**What the task requires**:
Copy every line of the following data that includes the string "TextAlign".

Stored records:
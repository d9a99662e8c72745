//! Surface that records draw calls for assertions

use glam::{Vec2, Vec3};

use super::{Bitmap, Color, Region, Surface, TextAlign};
use crate::sim::Flip;

#[derive(Debug, Clone, PartialEq)]
pub enum Call {
    Color(Color),
    Alpha(f32),
    Clear(Color),
    Rect { x: f32, y: f32, w: f32, h: f32 },
    Bitmap { bitmap: Bitmap, dx: f32, dy: f32 },
    Flat3d { bitmap: Bitmap },
    Sprite3d { bitmap: Bitmap, w: f32, z: f32 },
    FloorGradient,
    FloorRect { x1: f32, x2: f32, z: f32 },
    Text { font: Bitmap, text: String, x: f32, y: f32 },
}

pub struct Recorder {
    pub calls: Vec<Call>,
    pub camera_x: f32,
    /// When false, `project` culls everything
    pub visible: bool,
}

impl Default for Recorder {
    fn default() -> Self {
        Self {
            calls: Vec::new(),
            camera_x: 0.0,
            visible: true,
        }
    }
}

impl Recorder {
    pub fn texts(&self) -> Vec<String> {
        self.calls
            .iter()
            .filter_map(|c| match c {
                Call::Text { text, .. } => Some(text.clone()),
                _ => None,
            })
            .collect()
    }
}

impl Surface for Recorder {
    fn project(&self, x: f32, y: f32, z: f32) -> Option<Vec2> {
        if !self.visible || z <= 0.0 {
            return None;
        }
        Some(Vec2::new(64.0 + (x - self.camera_x) * 64.0 / z, 72.0 + y * 64.0 / z))
    }

    fn set_camera_x(&mut self, x: f32) {
        self.camera_x = x;
    }

    fn set_global_color(&mut self, color: Color) {
        self.calls.push(Call::Color(color));
    }

    fn set_global_alpha(&mut self, alpha: f32) {
        self.calls.push(Call::Alpha(alpha));
    }

    fn clear_screen(&mut self, color: Color) {
        self.calls.push(Call::Clear(color));
    }

    fn fill_rect(&mut self, x: f32, y: f32, w: f32, h: f32) {
        self.calls.push(Call::Rect { x, y, w, h });
    }

    fn draw_bitmap_region(&mut self, bitmap: Bitmap, _src: Region, dx: f32, dy: f32, _flip: Flip) {
        self.calls.push(Call::Bitmap { bitmap, dx, dy });
    }

    fn draw_flat_3d(&mut self, bitmap: Bitmap, _src: Region, _pos: Vec3, _w: f32, _h: f32, _flip: Flip) {
        self.calls.push(Call::Flat3d { bitmap });
    }

    fn draw_sprite_3d(&mut self, bitmap: Bitmap, _src: Region, pos: Vec3, w: f32, _h: f32, _flip: Flip) {
        self.calls.push(Call::Sprite3d { bitmap, w, z: pos.z });
    }

    fn set_floor_gradient(&mut self, _y_start: f32, _y_end: f32, _top: Color, _bottom: Color) {
        self.calls.push(Call::FloorGradient);
    }

    fn draw_floor_rect(&mut self, x1: f32, x2: f32, _y: f32, z: f32, _w: f32, _depth: f32) {
        self.calls.push(Call::FloorRect { x1, x2, z });
    }

    fn draw_text(&mut self, font: Bitmap, text: &str, x: f32, y: f32, _align: TextAlign) {
        self.calls.push(Call::Text {
            font,
            text: text.to_string(),
            x,
            y,
        });
    }
}
/// A road piece created this tick
#[derive(Debug, Clone, Copy, PartialEq, Serialize, Deserialize)]
pub struct SpawnSite {
    pub start_x: f32,
    pub end_x: f32,
    pub z: f32,
}

impl SpawnSite {
    /// Middle of the new piece on the ground plane: (x, z)
    pub fn center(&self) -> (f32, f32) {
        ((self.start_x + self.end_x) / 2.0, self.z + ROAD_STEP / 2.0)
    }
}

#[derive(Debug, Clone, Serialize, Deserialize)]
pub struct Road {
    pub pieces: Pool<RoadPiece>,
    pub decorations: Pool<Decoration>,

    /// Depth offset from a recycled piece to its replacement
    pub start_pos: f32,
    /// Far edge x of the newest piece
    pub old_x: f32,
    pub creation_x: f32,

    pub curvature: f32,
    /// Rate of change of curvature
    pub curv_delta: f32,
    pub curv_target: f32,
    pub curv_step: f32,
    /// Time left on the current curve segment
    pub curv_timer: f32,

    /// Recycle events until the next decoration batch
    pub dec_timer: f32,

    #[serde(skip)]
    spawn_sites: Vec<SpawnSite>,
}

impl Default for Road {
    fn default() -> Self {
        Self::new()
    }
}

impl Road {
    pub fn new() -> Self {
        let straight = (START_POS / ROAD_STEP) as usize;
        let pieces = Pool::new(ROAD_COUNT, |i| {
            let mut piece = RoadPiece::new(ROAD_WIDTH, ROAD_STEP);
            if i < straight {
                piece.create_self(0.0, 0.0, i as f32 * ROAD_STEP);
            }
            piece
        });

        Self {
            pieces,
            decorations: Pool::new(DEC_COUNT, |_| Decoration::default()),
            start_pos: START_POS,
            old_x: 0.0,
            creation_x: 0.0,
            curvature: 0.0,
            curv_delta: 0.0,
            curv_target: 0.0,
            curv_step: 0.0,
            curv_timer: 0.0,
            dec_timer: 0.0,
            spawn_sites: Vec::with_capacity(ROAD_COUNT),
        }
    }

    /// Set what both pools do when they run out of slots
    pub fn with_policy(mut self, policy: Exhausted) -> Self {
        self.pieces.set_policy(policy);
        self.decorations.set_policy(policy);
        self
    }

    /// Pieces created during the last `update`, in creation order
    pub fn spawn_sites(&self) -> &[SpawnSite] {
        &self.spawn_sites
    }

    /// Road centre line at depth `z`, if a piece covers it
    pub fn center_at(&self, z: f32) -> Option<f32> {
        self.pieces.iter().find_map(|p| p.center_at(z))
    }

    fn create_new_piece(&mut self, dx: f32, z: f32) {
        self.creation_x = self.old_x + dx;

        let z = z + self.start_pos;
        if let Some(piece) = self.pieces.claim().and_then(|i| self.pieces.get_mut(i)) {
            piece.create_self(self.old_x, self.creation_x, z);
            self.spawn_sites.push(SpawnSite {
                start_x: self.old_x,
                end_x: self.creation_x,
                z,
            });
        }

        self.old_x = self.creation_x;
    }

    fn create_decoration<R: Rng>(&mut self, middle: f32, z: f32, dir: f32, rng: &mut R) {
        let dist = rng.random::<f32>() * (DEC_DIST_MAX - DEC_DIST_MIN) + DEC_DIST_MIN;
        let x = middle + dist * dir;
        let z = z + self.start_pos;

        if let Some(dec) = self.decorations.claim().and_then(|i| self.decorations.get_mut(i)) {
            dec.create_self(x, 0.0, z, 0);
        }
    }

    /// Evolve curvature; `speed` scales how fast the road winds
    pub fn update_curvature<R: Rng>(&mut self, speed: f32, rng: &mut R, tm: f32) {
        let factor = speed.abs() / SPEED_MAX;

        self.curv_delta = ramp_toward(self.curv_delta, self.curv_target, self.curv_step * factor, tm);
        self.curvature += self.curv_delta * factor * tm;

        // Bounce back toward straight at the limits
        if self.curvature > CURV_LIMIT {
            self.curv_target = -(self.curvature - CURV_LIMIT).abs();
            self.curv_delta = 0.0;
            self.curvature = CURV_LIMIT;
        } else if self.curvature < -CURV_LIMIT {
            self.curv_target = (self.curvature + CURV_LIMIT).abs();
            self.curv_delta = 0.0;
            self.curvature = -CURV_LIMIT;
        }

        self.curv_timer -= factor * tm;
        if self.curv_timer <= 0.0 {
            self.curv_delta = 0.0;

            self.curv_timer = rng.random::<f32>() * CURVE_MAX + CURVE_MIN;
            // Longer segments may bend harder
            self.curv_target = (rng.random::<f32>() * 2.0 - 1.0)
                * TARGET_BASE
                * (1.0 + TARGET_SPEED_FACTOR * self.curv_timer / (CURVE_MIN + CURVE_MAX));
            self.curv_step = self.curv_target.abs() / self.curv_timer;

            log::debug!(
                "New curve: target {:.4} over {:.1} (curvature {:.3})",
                self.curv_target,
                self.curv_timer,
                self.curvature
            );
        }
    }

    /// Count down one recycle event; on expiry place one or two decorations
    fn update_dec_generator<R: Rng>(&mut self, z: f32, rng: &mut R) {
        self.dec_timer -= 1.0;
        if self.dec_timer > 0.0 {
            return;
        }

        let count = if rng.random_bool(DEC_DUAL_PROB) { 2 } else { 1 };
        for i in 0..count {
            let dir = if count == 1 {
                if rng.random_bool(0.5) { 1.0 } else { -1.0 }
            } else if i == 0 {
                1.0
            } else {
                -1.0
            };
            self.create_decoration(self.old_x, z, dir, rng);
        }

        self.dec_timer += (rng.random::<f32>() * (DEC_WAIT_MAX - DEC_WAIT_MIN) + DEC_WAIT_MIN).floor();
    }

    /// Advance the road one tick at `global_speed`
    ///
    /// Each piece is tested against the player before it may be recycled.
    pub fn update<R: Rng>(&mut self, global_speed: f32, pl: &mut Player, rng: &mut R, tm: f32) {
        self.spawn_sites.clear();

        self.update_curvature(global_speed, rng, tm);

        for i in 0..self.pieces.capacity() {
            let recycled_z = match self.pieces.get_mut(i) {
                Some(piece) => {
                    piece.player_collision(pl);
                    piece.update(global_speed, NEAR, tm).then_some(piece.z)
                }
                None => None,
            };

            if let Some(z) = recycled_z {
                self.update_dec_generator(z, rng);
                self.create_new_piece(self.curvature * CURVATURE_FACTOR, z);
            }
        }

        for dec in self.decorations.iter_mut() {
            dec.update(global_speed, NEAR, tm);
        }
    }
}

**Result of this task**:
use super::{Bitmap, Color, Region, Surface, TextAlign};
    fn draw_text(&mut self, font: Bitmap, text: &str, x: f32, y: f32, _align: TextAlign) {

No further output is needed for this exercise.